By the way, the reaction of addition the compound containing the epoxy
group may be carried out before polymerization but, most generally, a
method of reacting the epoxy type compound after forming a polymer by
homopolymerization or copolymerization of the monomers is recommended for
instance. It is considered that the functional group of the amino series
is quaternarized by the addition.
In the addition reaction, the effect of the present invention can be
attained by incorporating more than 5 mol % and, preferably, more than 10
mol % of the unit to which the epoxy group-containing compound is added in
the polymer. FIG. 1 shows a relationship between the modification ratio of
an epoxy group unit and the peeling width of painting layer (corrosion
resistance after painting) and FIG. 2 shows a relationship between the
modification ratio of the epoxy group unit and the peeling rate of
painting layer (adhesion of painted layer). The polymers applied in the
experiment shown in FIG. 1 are a copolymer comprising a mixture prepared
by adding epichlorohydrin to dimethylamino ethyl methacrylate and an
acrylamide (hereinafter sometimes referred to as a polymer 1, and
indicated by ".smallcircle.") and a polymer comprising a mixture prepared
by adding epichlorohydrin to dimethylamino ethyl methacrylamide and
acrylamide (hereinafter sometimes referred to as a polymer 2, and
indicated by ".smallcircle.").
When the modification ratio is less than 5 mol %, no excellent effect could
be obtained. The peeling width for painting layer and the peeling rate for
painting layer were measured by the methods shown in examples.
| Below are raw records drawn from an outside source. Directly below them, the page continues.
#![allow(dead_code)]

//! Wire-level framing for `serverino`.
//!
//! Everything in this crate is a pure function over byte buffers: no sockets,
//! no processes, no scheduling. The daemon and the worker runtime both link
//! against it so the exact same parsing and serialization rules apply on
//! both sides of the control channel.

// ----------

pub use std::error::Error as StdError;

pub(crate) use thiserror::Error as ImplError;

// --------------------------------------------------------------------------------
// --------------------------------------------------------------------------------

pub mod http;
pub mod websocket;

// --------------------------------------------------------------------------------
// --------------------------------------------------------------------------------

pub type BoxedError = Box<dyn StdError + Send + Sync>;

// --------------------------------------------------
// Used when expecting a valid value established by an earlier, already-validated step.
pub(crate) const SCOPE_VALIDITY: &str = "scope validity";
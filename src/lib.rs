#![doc = include_str!("../README.md")]
#![deny(unsafe_op_in_unsafe_fn)]

// ----------

pub use serverino_core::{
	http::{HeaderMap, Method, Version},
	websocket as wire_websocket,
	BoxedError,
};

pub(crate) use thiserror::Error as ImplError;

// --------------------------------------------------------------------------------
// --------------------------------------------------------------------------------

pub mod config;
pub mod cookie;
pub mod endpoint;
pub mod error;
pub mod output;
pub mod request;
pub mod websocket;

pub(crate) mod control_protocol;
pub(crate) mod process;

pub mod daemon;
pub mod worker;

// --------------------------------------------------------------------------------
// --------------------------------------------------------------------------------

pub use config::Config;
pub use daemon::Daemon;
pub use endpoint::{route, EndpointEntry, EndpointTable, Fallthrough, RoutePredicate};
pub use error::{ConfigError, DaemonError, WorkerError};
pub use output::Output;
pub use request::Request;
pub use websocket::WebSocketSession;

/// Common imports for a serverino endpoint module.
pub mod prelude {
	pub use crate::{
		endpoint::Fallthrough, request::Request, websocket::WebSocketSession, Config, Daemon, Output,
	};
}

// --------------------------------------------------
// Used when expecting a valid value established by an earlier, already-validated step.
pub(crate) const SCOPE_VALIDITY: &str = "scope validity";
//! The endpoint registry: an explicit table of route predicates, priorities,
//! and handlers, built once at program start and walked per request.

// ----------

use std::rc::Rc;

use crate::{output::Output, request::Request, websocket::WebSocketSession};

pub mod dispatch;

// --------------------------------------------------------------------------------
// --------------------------------------------------------------------------------

// --------------------------------------------------
// Fallthrough

/// Whether the endpoint chain should keep iterating after this endpoint ran.
#[derive(Debug, Clone, Copy, PartialEq, Eq, Default)]
pub enum Fallthrough {
	Yes,
	#[default]
	No,
}

/// Lets an endpoint return either `()` (an implicit `Fallthrough::No`) or an
/// explicit [`Fallthrough`].
pub trait IntoFallthrough {
	fn into_fallthrough(self) -> Fallthrough;
}

impl IntoFallthrough for () {
	fn into_fallthrough(self) -> Fallthrough {
		Fallthrough::No
	}
}

impl IntoFallthrough for Fallthrough {
	fn into_fallthrough(self) -> Fallthrough {
		self
	}
}

// --------------------------------------------------
// RoutePredicate

/// Either a literal path equality or a user predicate over [`Request`].
/// Multiple paths on one entry combine as OR, so one endpoint can answer
/// several routes.
pub enum RoutePredicate {
	/// Matches any path — the entry has no `@route`.
	Any,
	Paths(Vec<Box<str>>),
	Custom(Rc<dyn Fn(&Request) -> bool>),
}

impl RoutePredicate {
	pub fn path(path: impl Into<Box<str>>) -> Self {
		Self::Paths(vec![path.into()])
	}

	pub fn paths<I, S>(paths: I) -> Self
	where
		I: IntoIterator<Item = S>,
		S: Into<Box<str>>,
	{
		Self::Paths(paths.into_iter().map(Into::into).collect())
	}

	pub fn custom(predicate: impl Fn(&Request) -> bool + 'static) -> Self {
		Self::Custom(Rc::new(predicate))
	}

	fn matches(&self, request: &Request) -> bool {
		match self {
			Self::Any => true,
			Self::Paths(paths) => paths.iter().any(|path| path.as_ref() == request.path()),
			Self::Custom(predicate) => predicate(request),
		}
	}
}

// --------------------------------------------------
// Handler

/// The four recognized endpoint signatures.
enum Handler {
	RequestOutput(Box<dyn Fn(&Request, &mut Output) -> Fallthrough>),
	RequestOnly(Box<dyn Fn(&Request) -> Fallthrough>),
	OutputOnly(Box<dyn Fn(&mut Output) -> Fallthrough>),
	RequestWebSocket(Box<dyn Fn(&Request, &mut WebSocketSession)>),
}

// --------------------------------------------------
// EndpointEntry

/// One registered endpoint: a handler, its priority, its route predicate, and
/// whether it requests fallthrough.
pub struct EndpointEntry {
	priority: i64,
	predicate: RoutePredicate,
	handler: Handler,
	registration_order: usize,
}

impl EndpointEntry {
	pub fn request_output<F, R>(priority: i64, predicate: RoutePredicate, handler: F) -> Self
	where
		F: Fn(&Request, &mut Output) -> R + 'static,
		R: IntoFallthrough,
	{
		Self {
			priority,
			predicate,
			handler: Handler::RequestOutput(Box::new(move |request, output| {
				handler(request, output).into_fallthrough()
			})),
			registration_order: 0,
		}
	}

	pub fn request_only<F, R>(priority: i64, predicate: RoutePredicate, handler: F) -> Self
	where
		F: Fn(&Request) -> R + 'static,
		R: IntoFallthrough,
	{
		Self {
			priority,
			predicate,
			handler: Handler::RequestOnly(Box::new(move |request| handler(request).into_fallthrough())),
			registration_order: 0,
		}
	}

	pub fn output_only<F, R>(priority: i64, predicate: RoutePredicate, handler: F) -> Self
	where
		F: Fn(&mut Output) -> R + 'static,
		R: IntoFallthrough,
	{
		Self {
			priority,
			predicate,
			handler: Handler::OutputOnly(Box::new(move |output| handler(output).into_fallthrough())),
			registration_order: 0,
		}
	}

	pub fn request_websocket<F>(priority: i64, predicate: RoutePredicate, handler: F) -> Self
	where
		F: Fn(&Request, &mut WebSocketSession) + 'static,
	{
		Self {
			priority,
			predicate,
			handler: Handler::RequestWebSocket(Box::new(handler)),
			registration_order: 0,
		}
	}

	/// Whether this entry declares a [`WebSocketSession`] parameter.
	pub fn is_websocket_endpoint(&self) -> bool {
		matches!(self.handler, Handler::RequestWebSocket(_))
	}
}

// --------------------------------------------------
// EndpointTable

/// The fixed, built-at-startup registration table, kept sorted by descending
/// priority with registration order as the tiebreaker.
#[derive(Default)]
pub struct EndpointTable {
	entries: Vec<EndpointEntry>,
}

impl EndpointTable {
	pub fn new() -> Self {
		Self::default()
	}

	pub fn register(&mut self, mut entry: EndpointEntry) -> &mut Self {
		entry.registration_order = self.entries.len();
		self.entries.push(entry);
		self.resort();
		self
	}

	fn resort(&mut self) {
		self
			.entries
			.sort_by(|a, b| b.priority.cmp(&a.priority).then(a.registration_order.cmp(&b.registration_order)));
	}

	pub fn iter(&self) -> impl Iterator<Item = &EndpointEntry> {
		self.entries.iter()
	}
}

/// Shorthand for [`RoutePredicate::path`], for building entries inline:
/// `EndpointEntry::request_output(0, route("/simple"), handler)`.
pub fn route(path: impl Into<Box<str>>) -> RoutePredicate {
	RoutePredicate::path(path)
}
fn reason_phrase(status: u16) -> &'static str {
	match status {
		400 => "Bad Request",
		403 => "Forbidden",
		404 => "Not Found",
		413 => "Payload Too Large",
		500 => "Internal Server Error",
		502 => "Bad Gateway",
		504 => "Gateway Timeout",
		_ => "Error",
	}
}

// --------------------------------------------------------------------------------
// --------------------------------------------------------------------------------

#[cfg(test)]
mod tests {
	use std::net::TcpStream;

	use super::*;

	fn listener_on_loopback() -> TcpListener {
		TcpListener::bind("127.0.0.1:0").expect("bind")
	}

	#[test]
	fn new_scheduler_spawns_the_configured_minimum_workers() {
		let config = Config::new().with_min_workers(2).with_max_workers(4);
		let endpoints = Rc::new(EndpointTable::new());
		let scheduler = Scheduler::new(config, endpoints, None, vec![listener_on_loopback()]).expect("scheduler starts");

		assert_eq!(scheduler.worker_count(), 2);
		assert_eq!(scheduler.connection_count(), 0);
	}

	#[test]
	fn suspend_stops_accepting_new_connections() {
		let config = Config::new().with_min_workers(1).with_max_workers(2);
		let endpoints = Rc::new(EndpointTable::new());
		let mut scheduler = Scheduler::new(config, endpoints, None, vec![listener_on_loopback()]).expect("scheduler starts");

		scheduler.suspend();
		scheduler.accept_all(0);
		assert_eq!(scheduler.connection_count(), 0);
	}

	#[test]
	fn recycling_the_fleet_keeps_the_configured_minimum_alive() {
		let config = Config::new().with_min_workers(2).with_max_workers(4);
		let endpoints = Rc::new(EndpointTable::new());
		let mut scheduler = Scheduler::new(config, endpoints, None, vec![listener_on_loopback()]).expect("scheduler starts");

		scheduler.recycle_all_workers().expect("recycle succeeds");
		assert_eq!(scheduler.worker_count(), 2);
	}

	fn connected_pair() -> (TcpStream, TcpStream) {
		let listener = listener_on_loopback();
		let addr = listener.local_addr().unwrap();
		let client = TcpStream::connect(addr).expect("connect");
		let (server, _) = listener.accept().expect("accept");
		(client, server)
	}

	#[test]
	fn enforce_deadlines_closes_an_idle_connection_without_writing_a_response() {
		let config = Config::new().with_min_workers(0).with_max_workers(1);
		let endpoints = Rc::new(EndpointTable::new());
		let mut scheduler = Scheduler::new(config, endpoints, None, vec![listener_on_loopback()]).expect("scheduler starts");

		let (mut client, server) = connected_pair();
		server.set_nonblocking(true).unwrap();
		let mut connection = ClientConnection::new(server, "127.0.0.1:0".parse().unwrap(), Duration::from_secs(0));
		connection.renew_keep_alive_deadline();
		scheduler.connections.insert(connection);

		scheduler.enforce_deadlines();

		assert_eq!(scheduler.connection_count(), 0);
		client.set_nonblocking(true).unwrap();
		let mut buf = [0u8; 16];
		assert!(matches!(client.read(&mut buf), Ok(0) | Err(_)));
	}

	#[test]
	fn enforce_deadlines_responds_with_504_when_a_request_is_staged() {
		let config = Config::new().with_min_workers(0).with_max_workers(1);
		let endpoints = Rc::new(EndpointTable::new());
		let mut scheduler = Scheduler::new(config, endpoints, None, vec![listener_on_loopback()]).expect("scheduler starts");

		let (mut client, server) = connected_pair();
		server.set_nonblocking(true).unwrap();
		let mut connection = ClientConnection::new(server, "127.0.0.1:0".parse().unwrap(), Duration::from_secs(0));
		connection.renew_keep_alive_deadline();
		let id = scheduler.connections.insert(connection);
		scheduler.staged.insert(id, b"GET / HTTP/1.1\r\n\r\n".to_vec());

		scheduler.enforce_deadlines();

		assert_eq!(scheduler.connection_count(), 0);
		client.set_nonblocking(true).unwrap();
		let mut buf = [0u8; 4096];
		let n = client.read(&mut buf).expect("server wrote a response before closing");
		let response = String::from_utf8_lossy(&buf[..n]);
		assert!(response.starts_with("HTTP/1.1 504"));
	}

	#[test]
	fn reap_stuck_starting_workers_respawns_a_worker_past_the_startup_timeout() {
		let config = Config::new().with_min_workers(1).with_max_workers(1).with_worker_startup_timeout(Duration::from_secs(0));
		let endpoints = Rc::new(EndpointTable::new());
		let mut scheduler = Scheduler::new(config, endpoints, None, vec![listener_on_loopback()]).expect("scheduler starts");

		assert_eq!(scheduler.worker_count(), 1);
		scheduler.reap_stuck_starting_workers().expect("reap succeeds");
		assert_eq!(scheduler.worker_count(), 1);
	}

	#[test]
	fn shutdown_all_workers_empties_the_fleet() {
		let config = Config::new().with_min_workers(2).with_max_workers(2);
		let endpoints = Rc::new(EndpointTable::new());
		let mut scheduler = Scheduler::new(config, endpoints, None, vec![listener_on_loopback()]).expect("scheduler starts");

		scheduler.shutdown_all_workers();
		assert_eq!(scheduler.worker_count(), 0);
	}
}
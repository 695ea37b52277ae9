//! Runtime configuration for the daemon and its worker fleet.

// ----------

use std::time::Duration;

use crate::error::ConfigError;

// --------------------------------------------------------------------------------
// --------------------------------------------------------------------------------

const DEFAULT_MAX_WORKERS: usize = 16;
const DEFAULT_MIN_WORKERS: usize = 2;
const DEFAULT_MAX_REQUESTS_PER_WORKER: u64 = 1_000;
const DEFAULT_MAX_WORKER_LIFETIME: Duration = Duration::from_secs(60 * 60);
const DEFAULT_MAX_REQUEST_TIME: Duration = Duration::from_secs(30);
const DEFAULT_MAX_REQUEST_SIZE: usize = 16 * 1024 * 1024;
const DEFAULT_MAX_HEADER_BYTES: usize = 16 * 1024;
const DEFAULT_MAX_WS_FRAME_PAYLOAD: usize = 16 * 1024 * 1024;
const DEFAULT_KEEP_ALIVE_TIMEOUT: Duration = Duration::from_secs(20);
const DEFAULT_IDLE_HANGOVER: Duration = Duration::from_secs(10);
const DEFAULT_WORKER_STARTUP_TIMEOUT: Duration = Duration::from_secs(5);

// --------------------------------------------------
// Config

/// Daemon and worker-fleet configuration.
///
/// Built with chainable `with_*` setters.
#[derive(Debug, Clone)]
pub struct Config {
	pub(crate) max_workers: usize,
	pub(crate) min_workers: usize,
	pub(crate) max_requests_per_worker: u64,
	pub(crate) max_worker_lifetime: Duration,
	pub(crate) max_request_time: Duration,
	pub(crate) max_request_size: usize,
	pub(crate) max_header_bytes: usize,
	pub(crate) max_ws_frame_payload: usize,
	pub(crate) keep_alive_timeout: Duration,
	pub(crate) idle_hangover_time: Duration,
	pub(crate) worker_startup_timeout: Duration,
	pub(crate) worker_user: Option<String>,
	pub(crate) worker_group: Option<String>,
	pub(crate) return_code: Option<i32>,
}

impl Default for Config {
	fn default() -> Self {
		Self {
			max_workers: DEFAULT_MAX_WORKERS,
			min_workers: DEFAULT_MIN_WORKERS,
			max_requests_per_worker: DEFAULT_MAX_REQUESTS_PER_WORKER,
			max_worker_lifetime: DEFAULT_MAX_WORKER_LIFETIME,
			max_request_time: DEFAULT_MAX_REQUEST_TIME,
			max_request_size: DEFAULT_MAX_REQUEST_SIZE,
			max_header_bytes: DEFAULT_MAX_HEADER_BYTES,
			max_ws_frame_payload: DEFAULT_MAX_WS_FRAME_PAYLOAD,
			keep_alive_timeout: DEFAULT_KEEP_ALIVE_TIMEOUT,
			idle_hangover_time: DEFAULT_IDLE_HANGOVER,
			worker_startup_timeout: DEFAULT_WORKER_STARTUP_TIMEOUT,
			worker_user: None,
			worker_group: None,
			return_code: None,
		}
	}
}

impl Config {
	pub fn new() -> Self {
		Self::default()
	}

	pub fn with_max_workers(mut self, max_workers: usize) -> Self {
		self.max_workers = max_workers;
		self
	}

	pub fn with_min_workers(mut self, min_workers: usize) -> Self {
		self.min_workers = min_workers;
		self
	}

	pub fn with_max_requests_per_worker(mut self, max_requests: u64) -> Self {
		self.max_requests_per_worker = max_requests;
		self
	}

	pub fn with_max_worker_lifetime(mut self, lifetime: Duration) -> Self {
		self.max_worker_lifetime = lifetime;
		self
	}

	pub fn with_max_request_time(mut self, duration: Duration) -> Self {
		self.max_request_time = duration;
		self
	}

	pub fn with_max_request_size(mut self, bytes: usize) -> Self {
		self.max_request_size = bytes;
		self
	}

	pub fn with_max_header_bytes(mut self, bytes: usize) -> Self {
		self.max_header_bytes = bytes;
		self
	}

	pub fn with_max_ws_frame_payload(mut self, bytes: usize) -> Self {
		self.max_ws_frame_payload = bytes;
		self
	}

	pub fn with_keep_alive_timeout(mut self, duration: Duration) -> Self {
		self.keep_alive_timeout = duration;
		self
	}

	pub fn with_idle_hangover_time(mut self, duration: Duration) -> Self {
		self.idle_hangover_time = duration;
		self
	}

	pub fn with_worker_startup_timeout(mut self, duration: Duration) -> Self {
		self.worker_startup_timeout = duration;
		self
	}

	/// Drop privileges to this user after binding listeners (POSIX only).
	pub fn with_worker_user(mut self, user: impl Into<String>) -> Self {
		self.worker_user = Some(user.into());
		self
	}

	pub fn with_worker_group(mut self, group: impl Into<String>) -> Self {
		self.worker_group = Some(group.into());
		self
	}

	/// Overrides the process exit code on a clean, early shutdown.
	pub fn with_return_code(mut self, code: i32) -> Self {
		self.return_code = Some(code);
		self
	}

	/// Validates cross-field invariants. Called by the daemon at startup;
	/// failure maps to exit code 2.
	pub fn validate(&self) -> Result<(), ConfigError> {
		if self.min_workers > self.max_workers {
			return Err(ConfigError::MinExceedsMax {
				min: self.min_workers,
				max: self.max_workers,
			});
		}

		if self.max_workers == 0 {
			return Err(ConfigError::ZeroMaxWorkers);
		}

		Ok(())
	}
}

// --------------------------------------------------------------------------------
// --------------------------------------------------------------------------------

#[cfg(test)]
mod tests {
	use super::*;

	#[test]
	fn rejects_min_workers_above_max() {
		let config = Config::new().with_min_workers(4).with_max_workers(2);
		assert!(matches!(config.validate(), Err(ConfigError::MinExceedsMax { min: 4, max: 2 })));
	}

	#[test]
	fn default_config_validates() {
		assert!(Config::new().validate().is_ok());
	}
}
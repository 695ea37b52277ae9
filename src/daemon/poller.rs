//! A uniform `register`/`modify`/`unregister`/`wait` readiness interface over
//! a platform poller, backed by the `polling` crate so the scheduler never
//! deals with `epoll`/`kqueue`/IOCP directly.

// ----------

use std::{io, os::fd::BorrowedFd, time::Duration};

use polling::{Event, Events, Poller as PlatformPoller};

use crate::ImplError;

// --------------------------------------------------------------------------------
// --------------------------------------------------------------------------------

/// The readiness interests the scheduler can register for a descriptor.
#[derive(Debug, Clone, Copy, PartialEq, Eq)]
pub struct Interest {
	pub readable: bool,
	pub writable: bool,
}

impl Interest {
	pub const READABLE: Self = Self { readable: true, writable: false };
	pub const WRITABLE: Self = Self { readable: false, writable: true };
	pub const BOTH: Self = Self { readable: true, writable: true };
}

/// One readiness notification. `hangup`/`error` are reported as additional
/// flags on top of whichever interest fired, matching `polling`'s event
/// shape rather than a fourth interest a caller could register for.
#[derive(Debug, Clone, Copy)]
pub struct Readiness {
	pub key: usize,
	pub readable: bool,
	pub writable: bool,
	pub hangup: bool,
}

#[derive(Debug, ImplError)]
pub enum PollerError {
	#[error("poller setup failed: {0}")]
	Setup(#[source] io::Error),
	#[error("poller operation failed: {0}")]
	Op(#[source] io::Error),
}

/// Wraps a [`polling::Poller`] behind a `register`/`modify`/`unregister`/
/// `wait` shape. `key` is the caller's own correlation id (typically a
/// connection or worker table index), threaded straight through to
/// [`Readiness::key`].
pub struct Poller {
	inner: PlatformPoller,
	events: Events,
}

impl Poller {
	pub fn new() -> Result<Self, PollerError> {
		let inner = PlatformPoller::new().map_err(PollerError::Setup)?;
		Ok(Self { inner, events: Events::new() })
	}

	fn event_for(key: usize, interest: Interest) -> Event {
		let mut event = Event::none(key);
		event.readable = interest.readable;
		event.writable = interest.writable;
		event
	}

	/// # Safety
	/// `fd` must remain open and valid for as long as it is registered.
	pub unsafe fn register(&self, fd: BorrowedFd<'_>, key: usize, interest: Interest) -> Result<(), PollerError> {
		unsafe { self.inner.add(fd, Self::event_for(key, interest)).map_err(PollerError::Op) }
	}

	pub fn modify(&self, fd: BorrowedFd<'_>, key: usize, interest: Interest) -> Result<(), PollerError> {
		self.inner.modify(fd, Self::event_for(key, interest)).map_err(PollerError::Op)
	}

	pub fn unregister(&self, fd: BorrowedFd<'_>) -> Result<(), PollerError> {
		self.inner.delete(fd).map_err(PollerError::Op)
	}

	/// Blocks until at least one descriptor is ready or `timeout` elapses.
	/// Minimum resolution is 1 ms. A hangup is not a distinct event on this
	/// backend: it surfaces as a readable notification whose subsequent read
	/// returns zero bytes, which the caller treats as the connection closing.
	pub fn wait(&mut self, timeout: Duration) -> Result<Vec<Readiness>, PollerError> {
		self.events.clear();
		self.inner.wait(&mut self.events, Some(timeout)).map_err(PollerError::Op)?;

		Ok(
			self
				.events
				.iter()
				.map(|event| Readiness {
					key: event.key,
					readable: event.readable,
					writable: event.writable,
					hangup: false,
				})
				.collect(),
		)
	}
}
There is no particular restriction for the size of the polymer itself and
it is desirable that the polymer has a molecular weight between 1,000 and
1,000,000. When the substance of such a size is codeposited and dispersed
in the plating layer, it is possible to cause internal stresses in the
plating layer to improve the hardness to some extent thereof. Further,
since, according to these appliances, organic compounds have lubricating
property and the role as a buffer, which will be mentioned later, and the
press formability of the prepared plating layer can also be improved
remarkably.
The organic compound according to the present invention having the
foregoing constitution, being improved with the polarity due to the epoxy
group or the amino group, is dispersed stably as a solution without
suspension like colloid involved even in acidic plating solution at pH of
1 to 4, and the characteristic thereof can be maintained after codeposited
in the plating layer. Further, in a case where X in the formula (I) is NH,
it has a structure having a group to which both the amide group and the
epoxy group are added, accordingly, it is possible to control and restrain
the degradation of the organic compound by salting out even in a solution
in which a great amount of metal ions are involved and enables continuous
electrolytic operation over a long time period. Further more, since the
organic compound can control the electric current localization due to
micro or macro roughness of a substrate surface or something like during
electrolytic formation of plating layers, in particular, under the
condition of high current density, it can contribute to the production of
uniformed and smooth surface treatment layers, and is also able to provide
an appearance of uniform brightness. Further, since epoxy groups or the
hydroxy groups formed by the addition of the epoxy groups present in the
plating layer form crosslinkings due to the polarity or chemical bondings
with respect to the painting material upon baking of the painting (at a
temperature of higher than 80.degree. C.), the resultant plating layer has
high adhesion between the painting layer. In addition, since the plating
layer contains the (meth)acrylic acid derivative polymer to which the
epoxycompound is added according to the present invention, it shows
excellent corrosion resistance after painting, because of the reason
mentioned above, forming those bondings. These bondings should be kept and
suffer from no degradation or deterioration even under corrosive
conditions. Further, by codeposition and dispersing the polymer into the
plating layer, the plating layer can be provided with hardness to some
extent as described above as, at the same time, the lubricating property
of the additives itself can be provided. Still more, polymer is
codeposited in plating layer having micro scale volume which depends on
the molecular weight. In these codeposited conditions, polymer works also
as a buffer to prevent from the stresses during press forming, especially
mitigation of the compressive stress, and contribute to the presence of
excellent press formability. Accordingly, the press formability of the
plating layer can be improved remarkably.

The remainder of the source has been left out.